The old school closed in 1961. It served as a training base for the Royal Marine Commandos during the 1940s was then used as an outdoor centre and is now a bunkhouse accommodation. The small Torrin church closed in the 1970s, fell into disrepair, and is now a holiday home.

At Cill Chriosd (Christ's Church or "Kilchrist"), halfway to Broadford, are the stark remains of the parish church of Strathaird, including the cleared villages of Boreraig and Susinish. The location is thought to have been a site of Christian worship dating back to the 7th century, when St Maelrubha preached from nearby Cnoc na-Aifhreann ("Hill of the Mass"). The present ruins probably replaced the first medieval stone church in the 16th century. Cill Chrìosd was replaced by a new parish church in Broadford in 1840.

In June 2001 the Torrin Management Committee opened Am Bothan (the Gaelic name for a small hut or shed), a shop providing essential groceries, a selection of local crafts, a children's play area and a cafe.

===Skye Marble Railway===

A narrow-gauge line, built in 1907, ran for 3+1/2 mi from the quarry at Suardale to Broadford pier. It transported Skye marble from the nearby village of Kilbride (Cille Bhrìghde). The railway closed in the early 20th century and the track bed remains as a public footpath.

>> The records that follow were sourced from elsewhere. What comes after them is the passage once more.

use anyhow::Result;
use lectern_config::{LogFormat, LoggingConfig};
use tracing_subscriber::layer::SubscriberExt;
use tracing_subscriber::util::SubscriberInitExt;
use tracing_subscriber::EnvFilter;

/// Build the env filter for a config, falling back to `RUST_LOG` and then `info`
pub fn build_env_filter(config: &LoggingConfig) -> EnvFilter {
    EnvFilter::try_new(config.filter_directives())
        .or_else(|_| EnvFilter::try_from_default_env())
        .unwrap_or_else(|_| EnvFilter::new("info"))
}

/// Initialize logging from configuration
pub fn init_logging_from_config(config: &LoggingConfig) -> Result<()> {
    let env_filter = build_env_filter(config);
    let registry = tracing_subscriber::registry().with(env_filter);

    let installed = match config.format {
        LogFormat::Json => registry
            .with(
                tracing_subscriber::fmt::layer()
                    .json()
                    .with_target(config.include_target)
                    .with_file(config.include_location)
                    .with_line_number(config.include_location),
            )
            .try_init(),
        LogFormat::Compact => registry
            .with(
                tracing_subscriber::fmt::layer()
                    .compact()
                    .with_target(config.include_target)
                    .with_file(config.include_location)
                    .with_line_number(config.include_location),
            )
            .try_init(),
        LogFormat::Pretty => registry
            .with(
                tracing_subscriber::fmt::layer()
                    .pretty()
                    .with_target(config.include_target)
                    .with_file(config.include_location)
                    .with_line_number(config.include_location),
            )
            .try_init(),
        LogFormat::Text => registry
            .with(
                tracing_subscriber::fmt::layer()
                    .with_target(config.include_target)
                    .with_file(config.include_location)
                    .with_line_number(config.include_location),
            )
            .try_init(),
    };

    // Use try_init to avoid panic if global subscriber already set
    if installed.is_err() {
        tracing::debug!("Global tracing subscriber already initialized, skipping");
    }

    Ok(())
}

/// Initialize simple tracing for basic console output
pub fn init_simple_tracing(log_level: &str) -> Result<()> {
    let env_filter = EnvFilter::try_new(log_level)
        .or_else(|_| EnvFilter::try_from_default_env())
        .unwrap_or_else(|_| EnvFilter::new("info"));

    if tracing_subscriber::fmt()
        .with_env_filter(env_filter)
        .try_init()
        .is_err()
    {
        tracing::debug!("Global tracing subscriber already initialized, skipping");
    }

    Ok(())
}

A number of old railway remains can be seen.

==Archaeology==
In 2006 it was announced that an "entrance to the Underworld" had been discovered at the High Pasture Cave excavations, near Torrin. A natural shaft some 6 metres deep was discovered, which led into a cave, both of which appeared to have been used between 1200 BC and 200 BC (Mid Bronze Age to Late Iron Age). After this date the shaft was deliberately backfilled with structured deposits, suggesting some sort of propitiation ritual comparable to some of the underground structures at Mine Howe on Orkney.

==Cultural references==
The 1942 film, In Which We Serve starring Noël Coward featured a fictional destroyer, HMS Torrin.